BRIEF: Do any lines in the data below contain "NotificationRepository"? If so, copy every one of them.

Stored data entries
=== Begin Enclosure ===
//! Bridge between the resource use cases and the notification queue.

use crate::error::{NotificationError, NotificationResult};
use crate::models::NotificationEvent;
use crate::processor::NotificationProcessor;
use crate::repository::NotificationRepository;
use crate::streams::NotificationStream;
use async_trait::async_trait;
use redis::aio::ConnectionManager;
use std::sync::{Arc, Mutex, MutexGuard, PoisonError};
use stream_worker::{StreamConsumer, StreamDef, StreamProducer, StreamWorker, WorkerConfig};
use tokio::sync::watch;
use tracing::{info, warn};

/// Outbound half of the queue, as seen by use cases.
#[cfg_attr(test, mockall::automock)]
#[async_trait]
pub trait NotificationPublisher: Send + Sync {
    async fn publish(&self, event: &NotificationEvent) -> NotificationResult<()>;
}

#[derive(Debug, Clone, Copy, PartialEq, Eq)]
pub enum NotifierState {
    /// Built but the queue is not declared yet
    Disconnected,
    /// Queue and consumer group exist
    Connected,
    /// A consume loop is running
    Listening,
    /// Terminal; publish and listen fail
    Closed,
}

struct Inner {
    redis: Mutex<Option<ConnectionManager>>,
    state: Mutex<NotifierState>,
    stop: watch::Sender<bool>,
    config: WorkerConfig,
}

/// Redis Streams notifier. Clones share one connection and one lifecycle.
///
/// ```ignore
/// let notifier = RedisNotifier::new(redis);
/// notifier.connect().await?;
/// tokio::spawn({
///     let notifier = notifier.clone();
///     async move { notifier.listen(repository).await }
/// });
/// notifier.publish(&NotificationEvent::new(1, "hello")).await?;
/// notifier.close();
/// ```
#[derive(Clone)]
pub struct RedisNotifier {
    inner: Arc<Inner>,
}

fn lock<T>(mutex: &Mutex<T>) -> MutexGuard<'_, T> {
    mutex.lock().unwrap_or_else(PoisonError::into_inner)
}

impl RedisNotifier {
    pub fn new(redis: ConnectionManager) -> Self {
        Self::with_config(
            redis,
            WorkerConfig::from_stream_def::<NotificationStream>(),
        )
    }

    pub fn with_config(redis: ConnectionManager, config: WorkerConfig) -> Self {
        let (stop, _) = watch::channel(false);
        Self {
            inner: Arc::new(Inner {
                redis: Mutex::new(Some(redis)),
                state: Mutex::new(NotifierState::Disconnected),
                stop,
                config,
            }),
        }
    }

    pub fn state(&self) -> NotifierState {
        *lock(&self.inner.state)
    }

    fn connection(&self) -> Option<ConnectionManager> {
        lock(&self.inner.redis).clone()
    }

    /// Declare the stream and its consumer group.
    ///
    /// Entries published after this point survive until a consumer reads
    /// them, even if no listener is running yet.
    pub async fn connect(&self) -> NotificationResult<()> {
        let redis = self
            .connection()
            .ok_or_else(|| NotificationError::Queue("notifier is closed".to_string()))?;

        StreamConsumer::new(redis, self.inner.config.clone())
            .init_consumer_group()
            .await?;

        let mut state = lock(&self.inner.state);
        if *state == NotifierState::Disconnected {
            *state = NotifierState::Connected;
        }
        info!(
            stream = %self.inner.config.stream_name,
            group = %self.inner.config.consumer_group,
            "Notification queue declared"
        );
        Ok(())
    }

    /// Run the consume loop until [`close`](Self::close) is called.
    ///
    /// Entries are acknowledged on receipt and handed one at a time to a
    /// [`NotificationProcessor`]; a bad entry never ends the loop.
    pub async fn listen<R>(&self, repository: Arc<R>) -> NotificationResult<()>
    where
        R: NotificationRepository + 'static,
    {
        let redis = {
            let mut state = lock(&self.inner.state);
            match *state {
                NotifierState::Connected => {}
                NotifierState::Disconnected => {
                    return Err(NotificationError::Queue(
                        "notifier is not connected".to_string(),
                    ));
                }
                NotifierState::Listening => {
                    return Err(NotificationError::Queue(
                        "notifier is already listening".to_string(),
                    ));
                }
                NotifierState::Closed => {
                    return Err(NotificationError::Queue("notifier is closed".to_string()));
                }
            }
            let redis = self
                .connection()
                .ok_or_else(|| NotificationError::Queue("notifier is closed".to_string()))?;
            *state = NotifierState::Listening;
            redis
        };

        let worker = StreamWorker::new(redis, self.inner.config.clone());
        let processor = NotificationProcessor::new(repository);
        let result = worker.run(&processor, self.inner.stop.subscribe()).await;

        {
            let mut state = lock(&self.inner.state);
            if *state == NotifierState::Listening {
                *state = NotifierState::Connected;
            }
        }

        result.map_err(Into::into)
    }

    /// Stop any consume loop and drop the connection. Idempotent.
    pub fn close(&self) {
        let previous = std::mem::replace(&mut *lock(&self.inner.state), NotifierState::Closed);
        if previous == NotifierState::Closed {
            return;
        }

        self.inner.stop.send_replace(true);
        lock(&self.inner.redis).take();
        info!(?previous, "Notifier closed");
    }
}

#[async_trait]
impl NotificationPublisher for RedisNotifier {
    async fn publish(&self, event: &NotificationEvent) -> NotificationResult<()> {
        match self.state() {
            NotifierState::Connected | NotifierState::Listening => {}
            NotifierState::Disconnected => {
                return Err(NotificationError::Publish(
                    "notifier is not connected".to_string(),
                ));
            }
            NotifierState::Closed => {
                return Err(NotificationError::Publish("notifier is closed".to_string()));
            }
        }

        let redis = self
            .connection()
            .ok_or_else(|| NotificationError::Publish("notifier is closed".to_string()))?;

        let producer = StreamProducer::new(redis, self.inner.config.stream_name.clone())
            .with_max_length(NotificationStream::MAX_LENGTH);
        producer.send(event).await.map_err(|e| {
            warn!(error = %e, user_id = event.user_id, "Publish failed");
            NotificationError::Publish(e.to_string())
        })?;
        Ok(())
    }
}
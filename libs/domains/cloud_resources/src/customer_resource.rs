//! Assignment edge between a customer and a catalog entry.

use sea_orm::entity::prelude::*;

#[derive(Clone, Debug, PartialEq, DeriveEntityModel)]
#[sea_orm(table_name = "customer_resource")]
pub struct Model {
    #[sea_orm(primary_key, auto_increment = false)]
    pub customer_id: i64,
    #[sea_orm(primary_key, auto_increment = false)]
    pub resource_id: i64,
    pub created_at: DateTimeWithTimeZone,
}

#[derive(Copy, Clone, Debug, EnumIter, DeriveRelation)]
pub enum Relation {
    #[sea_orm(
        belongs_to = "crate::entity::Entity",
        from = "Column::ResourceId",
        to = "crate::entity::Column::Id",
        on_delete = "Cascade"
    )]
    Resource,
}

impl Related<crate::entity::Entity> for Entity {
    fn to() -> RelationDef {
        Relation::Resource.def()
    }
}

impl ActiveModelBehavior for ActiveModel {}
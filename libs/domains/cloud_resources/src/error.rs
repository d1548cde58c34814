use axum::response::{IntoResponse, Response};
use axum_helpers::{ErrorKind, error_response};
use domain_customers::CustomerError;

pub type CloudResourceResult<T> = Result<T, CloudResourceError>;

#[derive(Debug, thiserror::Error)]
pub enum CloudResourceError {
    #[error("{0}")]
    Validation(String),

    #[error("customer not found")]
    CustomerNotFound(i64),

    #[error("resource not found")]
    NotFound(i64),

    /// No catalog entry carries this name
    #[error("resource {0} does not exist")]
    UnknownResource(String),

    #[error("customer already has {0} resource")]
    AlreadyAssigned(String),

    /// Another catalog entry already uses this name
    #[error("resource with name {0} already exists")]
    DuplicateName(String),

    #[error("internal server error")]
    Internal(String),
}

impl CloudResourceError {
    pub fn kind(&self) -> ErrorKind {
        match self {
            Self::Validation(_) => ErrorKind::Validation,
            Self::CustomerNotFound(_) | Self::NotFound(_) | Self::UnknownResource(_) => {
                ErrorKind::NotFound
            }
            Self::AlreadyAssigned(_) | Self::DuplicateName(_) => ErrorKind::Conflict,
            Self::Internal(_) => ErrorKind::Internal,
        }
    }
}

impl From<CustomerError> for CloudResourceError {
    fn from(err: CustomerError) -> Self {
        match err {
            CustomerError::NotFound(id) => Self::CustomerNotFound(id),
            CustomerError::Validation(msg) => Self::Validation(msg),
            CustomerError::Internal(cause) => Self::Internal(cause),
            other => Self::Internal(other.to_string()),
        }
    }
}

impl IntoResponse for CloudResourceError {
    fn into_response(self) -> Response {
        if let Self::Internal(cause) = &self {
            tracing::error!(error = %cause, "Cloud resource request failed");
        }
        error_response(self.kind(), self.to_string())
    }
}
=== End Enclosure ===
RESULT OF THIS EXERCISE:
use crate::repository::NotificationRepository;
        R: NotificationRepository + 'static,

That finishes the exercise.